A dated but breezily entertaining mix of history and suspense, The House on 92nd Street (1945) is an  enjoyable black-and-white oldie, ranked too highly on the list, perhaps, but worthy of inclusion. A noirish docudrama, this one lurches in and out of portentous newsreel narration as it reenacts the story of William Dietrich, a brave German-American student who collaborated with the FBI to protect US atomic secrets from German intelligence during World War II.

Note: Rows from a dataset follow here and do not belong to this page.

use std::path::PathBuf;
use std::sync::Arc;

use clap::{Parser, Subcommand};
use serde_json::{Value, json};
use tracing_subscriber::EnvFilter;

use kubeshelf::ErrorCode;
use kubeshelf::catalog::{CatalogError, HttpShelfCatalog, ShelfCatalog, ShelfRecord};
use kubeshelf::config::{ConfigError, KubeConfig};
use kubeshelf::kube::reconcile;
use kubeshelf::kube::{FetchError, HttpLocationSource, LocationCache, LocationError, LocationGeometry, LocationId};

#[derive(Debug, thiserror::Error)]
enum CliError {
    #[error(transparent)]
    Config(#[from] ConfigError),
    #[error(transparent)]
    Source(#[from] FetchError),
    #[error(transparent)]
    Location(#[from] LocationError),
    #[error(transparent)]
    Catalog(#[from] CatalogError),
    #[error("floor plan is not available ({state})")]
    Unavailable { state: String },
    #[error("unknown location: {0}")]
    UnknownLocation(String),
    #[error("could not read {path}: {source}")]
    ReadFile { path: PathBuf, source: std::io::Error },
    #[error("invalid JSON output: {0}")]
    Json(#[from] serde_json::Error),
}

impl ErrorCode for CliError {
    fn error_code(&self) -> &'static str {
        match self {
            Self::Config(e) => e.error_code(),
            Self::Source(e) => e.error_code(),
            Self::Location(e) => e.error_code(),
            Self::Catalog(e) => e.error_code(),
            Self::Unavailable { .. } => "E_UNAVAILABLE",
            Self::UnknownLocation(_) => "E_UNKNOWN_LOCATION",
            Self::ReadFile { .. } => "E_READ_FILE",
            Self::Json(_) => "E_JSON",
        }
    }
}

#[derive(Parser, Debug)]
#[command(name = "kubeshelf", about = "Library floor-plan locations and shelf assignments")]
struct Cli {
    /// Overrides `KUBESHELF_BASE_URL`.
    #[arg(long)]
    base_url: Option<String>,

    /// Print machine-readable JSON instead of text.
    #[arg(long, global = true)]
    json: bool,

    #[command(subcommand)]
    command: Command,
}

#[derive(Subcommand, Debug)]
enum Command {
    /// Show the cache state of the floor plan.
    Status,
    /// List location ids in display order.
    Ids,
    /// Show the geometry of one location.
    Show { kube: String },
    /// List every location with the shelf assigned to it.
    Occupancy,
    /// List locations with no shelf assigned.
    Free {
        /// Shelf being edited; its current location counts as free.
        #[arg(long)]
        excluding: Option<String>,
    },
    /// Upload a floor-plan SVG, creating or replacing the current one.
    Upload { file: PathBuf },
    /// Delete the floor plan.
    Delete,
}

/// Composition root: one cache per process, shared with every command.
struct App {
    cache: Arc<LocationCache>,
    catalog: HttpShelfCatalog,
    json: bool,
}

#[tokio::main]
async fn main() {
    dotenvy::dotenv().ok();
    tracing_subscriber::fmt()
        .with_env_filter(EnvFilter::try_from_default_env().unwrap_or_else(|_| EnvFilter::new("warn")))
        .with_writer(std::io::stderr)
        .init();

    let cli = Cli::parse();
    if let Err(e) = run(cli).await {
        tracing::debug!(code = e.error_code(), retryable = e.retryable(), "command failed");
        eprintln!("error [{}]: {e}", e.error_code());
        std::process::exit(1);
    }
}

async fn run(cli: Cli) -> Result<(), CliError> {
    let mut config = KubeConfig::from_env()?;
    if let Some(base_url) = &cli.base_url {
        config = config.with_base_url(base_url);
    }
    let source = HttpLocationSource::new(&config)?;
    tracing::debug!(url = source.url(), "using floor plan endpoint");
    let app = App {
        cache: Arc::new(LocationCache::new(Arc::new(source))),
        catalog: HttpShelfCatalog::new(&config)?,
        json: cli.json,
    };

    match cli.command {
        Command::Status => run_status(&app).await,
        Command::Ids => run_ids(&app).await,
        Command::Show { kube } => run_show(&app, &LocationId::from(kube)).await,
        Command::Occupancy => run_occupancy(&app).await,
        Command::Free { excluding } => run_free(&app, excluding.as_deref()).await,
        Command::Upload { file } => run_upload(&app, file).await,
        Command::Delete => run_delete(&app).await,
    }
}

async fn run_status(app: &App) -> Result<(), CliError> {
    let available = app.cache.is_available().await?;
    let state = app.cache.state();
    if app.json {
        return print_json(&json!({ "state": state, "available": available, "count": app.cache.count() }));
    }
    println!("state: {state}");
    println!("locations: {}", app.cache.count());
    Ok(())
}

/// Load once and fail with the cache state when there is nothing to show.
async fn require_locations(app: &App) -> Result<Vec<LocationId>, CliError> {
    if !app.cache.is_already_loaded() {
        app.cache.load(false).await?;
    }
    if !app.cache.is_available_sync() {
        return Err(CliError::Unavailable { state: app.cache.state().to_string() });
    }
    Ok(app.cache.list_ids())
}

async fn run_ids(app: &App) -> Result<(), CliError> {
    let ids = require_locations(app).await?;
    if app.json {
        return print_json(&serde_json::to_value(&ids)?);
    }
    for id in ids {
        println!("{id}");
    }
    Ok(())
}

async fn run_show(app: &App, id: &LocationId) -> Result<(), CliError> {
    require_locations(app).await?;
    let geometry = app
        .cache
        .get_sync(id)
        .ok_or_else(|| CliError::UnknownLocation(id.to_string()))?;
    if app.json {
        return print_json(&json!({ "id": id, "geometry": geometry }));
    }
    print_geometry(id, &geometry);
    Ok(())
}

async fn run_occupancy(app: &App) -> Result<(), CliError> {
    let ids = require_locations(app).await?;
    let shelves = app.catalog.list_shelves().await?;
    let rows = reconcile::occupancy(&ids, &shelves);
    let orphans = reconcile::orphaned_shelves(&ids, &shelves);
    if !orphans.is_empty() {
        tracing::warn!(count = orphans.len(), "shelves assigned to locations missing from the floor plan");
    }

    if app.json {
        let rows: Vec<Value> = rows
            .iter()
            .map(|(id, shelf)| json!({ "id": id, "shelf": shelf }))
            .collect();
        return print_json(&json!({ "locations": rows, "orphaned": orphans }));
    }
    for (id, shelf) in &rows {
        println!("{id}\t{}", shelf.map_or("-", ShelfRecord::label));
    }
    for shelf in orphans {
        let location = shelf.location.as_ref().map(LocationId::as_str).unwrap_or_default();
        println!("! {} -> {location} (not on floor plan)", shelf.label());
    }
    Ok(())
}

async fn run_free(app: &App, excluding: Option<&str>) -> Result<(), CliError> {
    let ids = require_locations(app).await?;
    let shelves = app.catalog.list_shelves().await?;
    let free = reconcile::free_locations(&ids, &shelves, excluding);
    if app.json {
        return print_json(&serde_json::to_value(&free)?);
    }
    for id in free {
        println!("{id}");
    }
    Ok(())
}

async fn run_upload(app: &App, file: PathBuf) -> Result<(), CliError> {
    let document = tokio::fs::read_to_string(&file)
        .await
        .map_err(|source| CliError::ReadFile { path: file.clone(), source })?;

    // The write verb depends on whether a plan already exists. A stored plan
    // that does not parse stays `unknown`, which overwrites it.
    if !app.cache.state().is_resolved() {
        match app.cache.load(false).await {
            Ok(_) => {}
            Err(LocationError::Malformed(detail)) => {
                tracing::warn!(error = %detail, "stored floor plan is malformed; replacing it");
            }
            Err(e) => return Err(e.into()),
        }
    }
    let loaded = app.cache.upload(&document).await?;
    let count = loaded.as_ref().map_or(0, |map| map.len());
    if app.json {
        return print_json(&json!({ "state": app.cache.state(), "count": count }));
    }
    println!("uploaded {}: {count} locations ({})", file.display(), app.cache.state());
    Ok(())
}

async fn run_delete(app: &App) -> Result<(), CliError> {
    app.cache.delete().await?;
    if app.json {
        return print_json(&json!({ "state": app.cache.state() }));
    }
    println!("floor plan deleted");
    Ok(())
}

fn print_geometry(id: &LocationId, geometry: &LocationGeometry) {
    let LocationGeometry { outer, inner, inner_style_class } = geometry;
    println!("{id}");
    println!("  outer: x={} y={} w={} h={}", outer.x, outer.y, outer.width, outer.height);
    println!("  inner: x={} y={} w={} h={}", inner.x, inner.y, inner.width, inner.height);
    if !inner_style_class.is_empty() {
        println!("  class: {inner_style_class}");
    }
}

fn print_json(value: &Value) -> Result<(), CliError> {
    let rendered = serde_json::to_string_pretty(value)?;
    println!("{rendered}");
    Ok(())
}
use std::sync::atomic::{AtomicBool, Ordering};
use std::sync::Arc;

/// Cooperative cancellation flag shared between a scan's owner and its worker.
#[derive(Debug, Clone, Default)]
pub struct CancelToken(Arc<AtomicBool>);

impl CancelToken {
    pub fn new() -> Self {
        Self::default()
    }

    /// Idempotent.
    pub fn cancel(&self) {
        self.0.store(true, Ordering::SeqCst);
    }

    pub fn is_cancelled(&self) -> bool {
        self.0.load(Ordering::SeqCst)
    }
}
use std::fs::{self, File};
use std::path::{Path, PathBuf};
use std::sync::atomic::{AtomicUsize, Ordering};
use std::sync::{Arc, Mutex};
use std::thread;
use std::time::Duration;

use chrono::{Duration as ChronoDuration, Utc};
use tempfile::tempdir;

use hoard_core::{
    Error, ExtensionFilter, PipelineSettings, ProgressReporter, ScanConfig, ScanPipeline,
    ScanState, SilentReporter,
};

const MB: u64 = 1024 * 1024;

/// Creates a sparse file of `size` bytes.
fn sparse_file(path: &Path, size: u64) {
    fs::create_dir_all(path.parent().unwrap()).unwrap();
    File::create(path).unwrap().set_len(size).unwrap();
}

fn pipeline() -> ScanPipeline {
    ScanPipeline::new(PipelineSettings::default(), Arc::new(SilentReporter))
}

fn fast_settings() -> PipelineSettings {
    PipelineSettings {
        drain_interval_ms: 5,
        ..PipelineSettings::default()
    }
}

fn run(pipeline: &mut ScanPipeline, config: ScanConfig) -> ScanState {
    pipeline.start(config).unwrap();
    pipeline.run_until_done(|_, _| {})
}

fn result_paths(pipeline: &ScanPipeline) -> Vec<PathBuf> {
    let mut paths: Vec<PathBuf> = pipeline
        .results()
        .records()
        .iter()
        .map(|r| r.path().to_path_buf())
        .collect();
    paths.sort();
    paths
}

#[test]
fn test_min_size_keeps_only_large_files() {
    let tmp = tempdir().unwrap();
    let root = tmp.path();
    sparse_file(&root.join("a/small.bin"), 10 * MB);
    sparse_file(&root.join("a/b/medium.bin"), 60 * MB);
    sparse_file(&root.join("a/b/c/large.bin"), 200 * MB);

    let mut config = ScanConfig::new(root);
    config.min_size_bytes = 50 * MB;

    let mut p = ScanPipeline::new(fast_settings(), Arc::new(SilentReporter));
    assert_eq!(run(&mut p, config), ScanState::Completed);

    let mut sizes: Vec<u64> = p.results().records().iter().map(|r| r.size_bytes()).collect();
    sizes.sort();
    assert_eq!(sizes, vec![60 * MB, 200 * MB]);
    assert!(p
        .results()
        .records()
        .iter()
        .all(|r| r.size_bytes() >= 50 * MB));
}

#[test]
fn test_extension_filter_is_case_insensitive() {
    let tmp = tempdir().unwrap();
    sparse_file(&tmp.path().join("clip.MKV"), MB);
    sparse_file(&tmp.path().join("movie.mp4"), MB);
    sparse_file(&tmp.path().join("notes.txt"), MB);

    let mut config = ScanConfig::new(tmp.path());
    config.extensions = ExtensionFilter::from_list(["mkv", ".MP4"]);

    let mut p = ScanPipeline::new(fast_settings(), Arc::new(SilentReporter));
    assert_eq!(run(&mut p, config), ScanState::Completed);

    let names: Vec<String> = result_paths(&p)
        .iter()
        .map(|p| p.file_name().unwrap().to_string_lossy().into_owned())
        .collect();
    assert_eq!(names, vec!["clip.MKV", "movie.mp4"]);
}

#[test]
fn test_excluded_dir_names_hold_across_repeated_scans() {
    let tmp = tempdir().unwrap();
    sparse_file(&tmp.path().join("web/node_modules/big/dep.bin"), MB);
    sparse_file(&tmp.path().join("web/node_modules/nested/node_modules/x.bin"), MB);
    sparse_file(&tmp.path().join("web/dist/bundle.bin"), MB);

    let mut config = ScanConfig::new(tmp.path());
    config.excluded_dir_names.insert("node_modules".to_string());

    let mut p = ScanPipeline::new(fast_settings(), Arc::new(SilentReporter));
    for _ in 0..2 {
        assert_eq!(run(&mut p, config.clone()), ScanState::Completed);
        let paths = result_paths(&p);
        assert_eq!(paths.len(), 1);
        assert!(paths.iter().all(|path| !path
            .components()
            .any(|c| c.as_os_str() == "node_modules")));
        assert!(p.reset());
    }
}

#[test]
fn test_results_have_unique_paths_across_many_drains() {
    let tmp = tempdir().unwrap();
    for i in 0..50 {
        sparse_file(&tmp.path().join(format!("d{}/f{}.bin", i % 7, i)), 1024);
    }

    let settings = PipelineSettings {
        drain_batch: 3,
        drain_interval_ms: 1,
        lossless: true,
        ..PipelineSettings::default()
    };
    let mut p = ScanPipeline::new(settings, Arc::new(SilentReporter));
    let mut polls = 0;
    p.start(ScanConfig::new(tmp.path())).unwrap();
    let state = p.run_until_done(|_, report| {
        assert!(report.received <= 3);
        polls += 1;
    });

    assert_eq!(state, ScanState::Completed);
    assert!(polls > 1);
    let paths = result_paths(&p);
    let mut unique = paths.clone();
    unique.dedup();
    assert_eq!(paths.len(), 50);
    assert_eq!(unique.len(), paths.len());
}

#[test]
fn test_created_range_filters_records() {
    let tmp = tempdir().unwrap();
    sparse_file(&tmp.path().join("fresh.bin"), MB);

    let mut config = ScanConfig::new(tmp.path());
    config.created_after = Some(Utc::now() + ChronoDuration::days(1));
    let mut p = ScanPipeline::new(fast_settings(), Arc::new(SilentReporter));
    assert_eq!(run(&mut p, config), ScanState::Completed);
    assert!(p.results().is_empty());
    p.reset();

    let mut config = ScanConfig::new(tmp.path());
    config.created_after = Some(Utc::now() - ChronoDuration::days(1));
    config.created_before = Some(Utc::now() + ChronoDuration::days(1));
    assert_eq!(run(&mut p, config), ScanState::Completed);
    assert_eq!(p.results().len(), 1);
}

#[test]
fn test_invalid_root_keeps_pipeline_idle() {
    let tmp = tempdir().unwrap();
    let mut p = pipeline();

    let err = p.start(ScanConfig::new(tmp.path().join("missing"))).unwrap_err();
    assert!(matches!(err, Error::InvalidRoot(_)));
    assert_eq!(p.state(), &ScanState::Idle);

    // The pipeline is still usable afterwards.
    sparse_file(&tmp.path().join("ok.bin"), 10);
    assert_eq!(run(&mut p, ScanConfig::new(tmp.path())), ScanState::Completed);
}

#[test]
fn test_start_is_rejected_unless_idle() {
    let tmp = tempdir().unwrap();
    sparse_file(&tmp.path().join("a.bin"), 10);

    let mut p = pipeline();
    p.start(ScanConfig::new(tmp.path())).unwrap();
    let err = p.start(ScanConfig::new(tmp.path())).unwrap_err();
    assert!(matches!(err, Error::ScanNotIdle("running")));

    assert!(!p.reset());
    let state = p.run_until_done(|_, _| {});
    assert_eq!(state, ScanState::Completed);

    let err = p.start(ScanConfig::new(tmp.path())).unwrap_err();
    assert!(matches!(err, Error::ScanNotIdle("completed")));
    assert!(p.reset());
    assert_eq!(p.state(), &ScanState::Idle);
    p.start(ScanConfig::new(tmp.path())).unwrap();
    p.cancel();
    p.run_until_done(|_, _| {});
}

#[test]
fn test_cancel_reaches_cancelled_and_keeps_drained_records() {
    let tmp = tempdir().unwrap();
    for i in 0..200 {
        sparse_file(&tmp.path().join(format!("dir{}/sub/file{}.bin", i, i)), 10);
    }

    let mut p = ScanPipeline::new(fast_settings(), Arc::new(SilentReporter));
    p.start(ScanConfig::new(tmp.path())).unwrap();
    p.cancel();
    p.cancel();

    let mut polls = 0;
    let state = p.run_until_done(|_, _| polls += 1);
    assert_eq!(state, ScanState::Cancelled);
    assert!(polls < 1000);

    let summary = p.summary().unwrap();
    assert_eq!(p.results().len(), summary.published);
    assert!(p.results().len() <= 200);

    // Cancelling a finished scan changes nothing.
    p.cancel();
    assert_eq!(p.state(), &ScanState::Cancelled);
}

#[test]
fn test_full_channel_drops_records_and_counts_them() {
    let tmp = tempdir().unwrap();
    for i in 0..30 {
        sparse_file(&tmp.path().join(format!("f{}.bin", i)), 10);
    }

    let settings = PipelineSettings {
        channel_capacity: 1,
        drain_interval_ms: 1,
        ..PipelineSettings::default()
    };
    let mut p = ScanPipeline::new(settings, Arc::new(SilentReporter));
    p.start(ScanConfig::new(tmp.path())).unwrap();
    // Give the worker time to overrun the channel before draining.
    thread::sleep(Duration::from_millis(200));
    assert_eq!(p.run_until_done(|_, _| {}), ScanState::Completed);

    let summary = p.summary().unwrap();
    assert_eq!(summary.published, p.results().len());
    assert_eq!(summary.published + summary.dropped, 30);
    assert!(summary.dropped > 0);
}

#[test]
fn test_lossless_mode_keeps_every_record() {
    let tmp = tempdir().unwrap();
    for i in 0..30 {
        sparse_file(&tmp.path().join(format!("f{}.bin", i)), 10);
    }

    let settings = PipelineSettings {
        channel_capacity: 1,
        drain_interval_ms: 1,
        lossless: true,
        ..PipelineSettings::default()
    };
    let mut p = ScanPipeline::new(settings, Arc::new(SilentReporter));
    p.start(ScanConfig::new(tmp.path())).unwrap();
    thread::sleep(Duration::from_millis(100));
    assert_eq!(p.run_until_done(|_, _| {}), ScanState::Completed);

    assert_eq!(p.results().len(), 30);
    assert_eq!(p.summary().unwrap().dropped, 0);
}

#[derive(Default)]
struct RecordingReporter {
    started: Mutex<Vec<PathBuf>>,
    completed: AtomicUsize,
}

impl ProgressReporter for RecordingReporter {
    fn on_scan_start(&self, root: &Path) {
        self.started.lock().unwrap().push(root.to_path_buf());
    }

    fn on_scan_complete(&self, total_files: usize, _duration_secs: f64) {
        self.completed.store(total_files + 1, Ordering::SeqCst);
    }
}

#[test]
fn test_reporter_sees_start_and_completion() {
    let tmp = tempdir().unwrap();
    sparse_file(&tmp.path().join("one.bin"), 10);
    sparse_file(&tmp.path().join("two.bin"), 10);

    let reporter = Arc::new(RecordingReporter::default());
    let mut p = ScanPipeline::new(fast_settings(), reporter.clone());
    assert_eq!(run(&mut p, ScanConfig::new(tmp.path())), ScanState::Completed);

    assert_eq!(reporter.started.lock().unwrap().as_slice(), &[tmp.path().to_path_buf()]);
    assert_eq!(reporter.completed.load(Ordering::SeqCst), 3);
}

struct ExplodingReporter;

impl ProgressReporter for ExplodingReporter {
    fn on_scan_start(&self, _root: &Path) {
        panic!("reporter exploded");
    }
}

#[test]
fn test_worker_panic_becomes_failed_state() {
    let tmp = tempdir().unwrap();
    let mut p = ScanPipeline::new(fast_settings(), Arc::new(ExplodingReporter));
    let state = run(&mut p, ScanConfig::new(tmp.path()));

    assert_eq!(state, ScanState::Failed("reporter exploded".to_string()));
    let failure = p.take_failure().unwrap();
    assert!(matches!(&failure, Error::WorkerFailed(m) if m == "reporter exploded"));
    assert!(p.take_failure().is_none());
    assert!(p.reset());
}
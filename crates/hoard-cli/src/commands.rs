use clap::{Args, Parser, Subcommand};
use std::path::PathBuf;

#[derive(Debug, Parser)]
#[command(name = "hoard")]
#[command(about = "Find the largest files on disk and clean up the safe ones", long_about = None)]
pub struct Cli {
    #[command(subcommand)]
    pub command: Option<Commands>,
}

#[derive(Debug, Subcommand)]
pub enum Commands {
    /// Scan a directory tree and list the largest matching files
    Scan(ScanCommand),
    /// Scan, then delete Safe files above a size threshold after confirmation
    Clean(CleanArgs),
    /// Print the risk tier and reason for each path
    Classify {
        #[arg(required = true)]
        paths: Vec<PathBuf>,
    },
    /// Print configuration values
    PrintConfig,
}

#[derive(Debug, Args)]
pub struct ScanCommand {
    #[command(flatten)]
    pub scan: ScanArgs,

    #[command(flatten)]
    pub view: ViewArgs,
}

/// Options that decide what the scan collects.
#[derive(Debug, Clone, Default, Args)]
pub struct ScanArgs {
    /// Directory to scan; defaults to the configured root, then the whole machine
    pub root: Option<PathBuf>,

    /// Comma-separated extensions to keep, e.g. "mkv,.zip"; "" keeps everything
    #[arg(long, value_name = "LIST")]
    pub ext: Option<String>,

    /// Minimum file size in megabytes
    #[arg(long, value_name = "MB")]
    pub min_mb: Option<String>,

    /// Descend into and report hidden entries
    #[arg(long)]
    pub include_hidden: bool,

    /// Follow symbolic links
    #[arg(long)]
    pub follow_symlinks: bool,

    /// Descend into directories on other filesystems
    #[arg(long)]
    pub cross_filesystems: bool,

    /// Directory name never to enter (repeatable)
    #[arg(long = "exclude-dir", value_name = "NAME")]
    pub exclude_dir: Vec<String>,

    /// Comma-separated path fragments to skip; "/" or "~" entries match as prefixes
    #[arg(long, value_name = "LIST")]
    pub exclude: Option<String>,

    /// Only files created on or after this day (YYYY-MM-DD, local time)
    #[arg(long, value_name = "DATE")]
    pub created_after: Option<String>,

    /// Only files created on or before this day (YYYY-MM-DD, local time)
    #[arg(long, value_name = "DATE")]
    pub created_before: Option<String>,

    /// Never drop results when the consumer falls behind
    #[arg(long)]
    pub lossless: bool,

    /// Cancel the scan after this many seconds and keep what was found
    #[arg(long, value_name = "SECS")]
    pub max_seconds: Option<u64>,
}

/// Options that only shape the printed table.
#[derive(Debug, Clone, Default, Args)]
pub struct ViewArgs {
    /// Show at most N rows (0 shows all)
    #[arg(long, value_name = "N")]
    pub top: Option<usize>,

    /// Comma-separated tiers to list: safe, caution, system
    #[arg(long, value_name = "TIERS")]
    pub show: Option<String>,

    /// Sort column: status, name, dir, size or created
    #[arg(long, value_name = "KEY")]
    pub sort: Option<String>,

    /// Sort ascending
    #[arg(long, conflicts_with = "desc")]
    pub asc: bool,

    /// Sort descending
    #[arg(long)]
    pub desc: bool,

    /// Print the full path of row N, for opening in a file manager
    #[arg(long, value_name = "N")]
    pub reveal: Option<usize>,
}

#[derive(Debug, Args)]
pub struct CleanArgs {
    #[command(flatten)]
    pub scan: ScanArgs,

    /// Only delete Safe files of at least this many megabytes
    #[arg(long, value_name = "MB")]
    pub threshold_mb: Option<String>,

    /// Skip the confirmation prompt
    #[arg(long)]
    pub yes: bool,

    /// Delete permanently instead of moving to the trash
    #[arg(long)]
    pub permanent: bool,
}
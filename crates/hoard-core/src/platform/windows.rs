use std::env;
use std::path::PathBuf;

pub fn system_drive_root() -> PathBuf {
    let drive = env::var("SystemDrive").unwrap_or_else(|_| "C:".to_string());
    PathBuf::from(format!("{}\\", drive))
}
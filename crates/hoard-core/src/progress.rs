use std::path::Path;

/// Trait for reporting scan and deletion progress.
///
/// CLI implements with indicatif. Calls arrive from the scan worker thread,
/// so implementations must be `Send + Sync`. All methods have default no-op
/// implementations.
pub trait ProgressReporter: Send + Sync {
    fn on_scan_start(&self, _root: &Path) {}
    fn on_scan_progress(&self, _files_found: usize, _current_dir: &Path) {}
    fn on_scan_complete(&self, _total_files: usize, _duration_secs: f64) {}
    fn on_delete_start(&self, _candidates: usize) {}
    fn on_delete_progress(&self, _done: usize, _total: usize) {}
    fn on_delete_complete(&self, _succeeded: usize, _failed: usize) {}
}

/// No-op progress reporter for silent operation.
pub struct SilentReporter;

impl ProgressReporter for SilentReporter {}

When Dietrich (William Eythe) is recruited to spy for the Germans in 1939, he patriotically reports the approach to the FBI, who promptly turn him back against Germany as a double agent. Dietrich trains in Hamburg, then returns to the States with orders to make contact with numerous German agents. The timing couldn’t be better for FBI agent Briggs (Lloyd Nolan), who’s been tasked with identifying a German spymaster known only as Mr. Christopher. By shrewdly tampering with Dietrich’s orders, Briggs puts Dietrich in a position to identify a vast German network in New York, starting at the 92nd Street home of dressmaker Elsa Gebhardt (Signe Hasso). When the US enters the war, the FBI leaves just enough known German agents loose to allow Dietrich to continue misleading them into revealing their sources and funneling their intelligence through him. His efforts are crucial to preventing the Germans from stealing highly classified atomic secrets, but not before placing him in grave personal danger.

The film opens like a brisk Sousa march, its early stages given over to expository narration of events, combining stock footage with documentary-style shots of FBI agents at work. This section is both historically illuminating and cheesily amusing, an overblown love letter to the steadfast spy-hunting prowess of the Federal Bureau of Investigation (who oversaw the film’s production, rather too indulgently). Back-slapping patriotic fervor aside, it’s interesting stuff, going into detail about the machinery of FBI intelligence-gathering and counterespionage. The tradecraft on display is modest and realistic, conveying a decent idea of the kind of legwork that went into combating German spies on American soil during the war.

It isn’t until later that the film’s documentary feel is replaced by heavier dramatization. Stock footage gives way to engaging, noir  skulking as Dietrich’s mission gains traction. There’s all manner of enjoyable enemy treachery in the German network: Hasso’s gorgeous, icy Elsa; the intelligent villainy of the ever-erudite Leo G. Carroll as Colonel Hammersohn; the brutal, suspicious Johanna Schmidt (Lydia St. Clair); and the simpering traitor Charles Ogden Roper (Gene Lockhart). The narration eventually drops out, allowing Eythe’s poker-faced interactions with these increasingly suspicious German agents to carry the action. It culminates in a neatly executed and exciting finale…but then the sonorous narration returns to cap things off with another egregious pat on the back for J. Edgar Hoover.

Despite feeling a little like two entirely different movies forced to mate at gunpoint, The House on 92nd Streets is an unconventionally entertaining watch.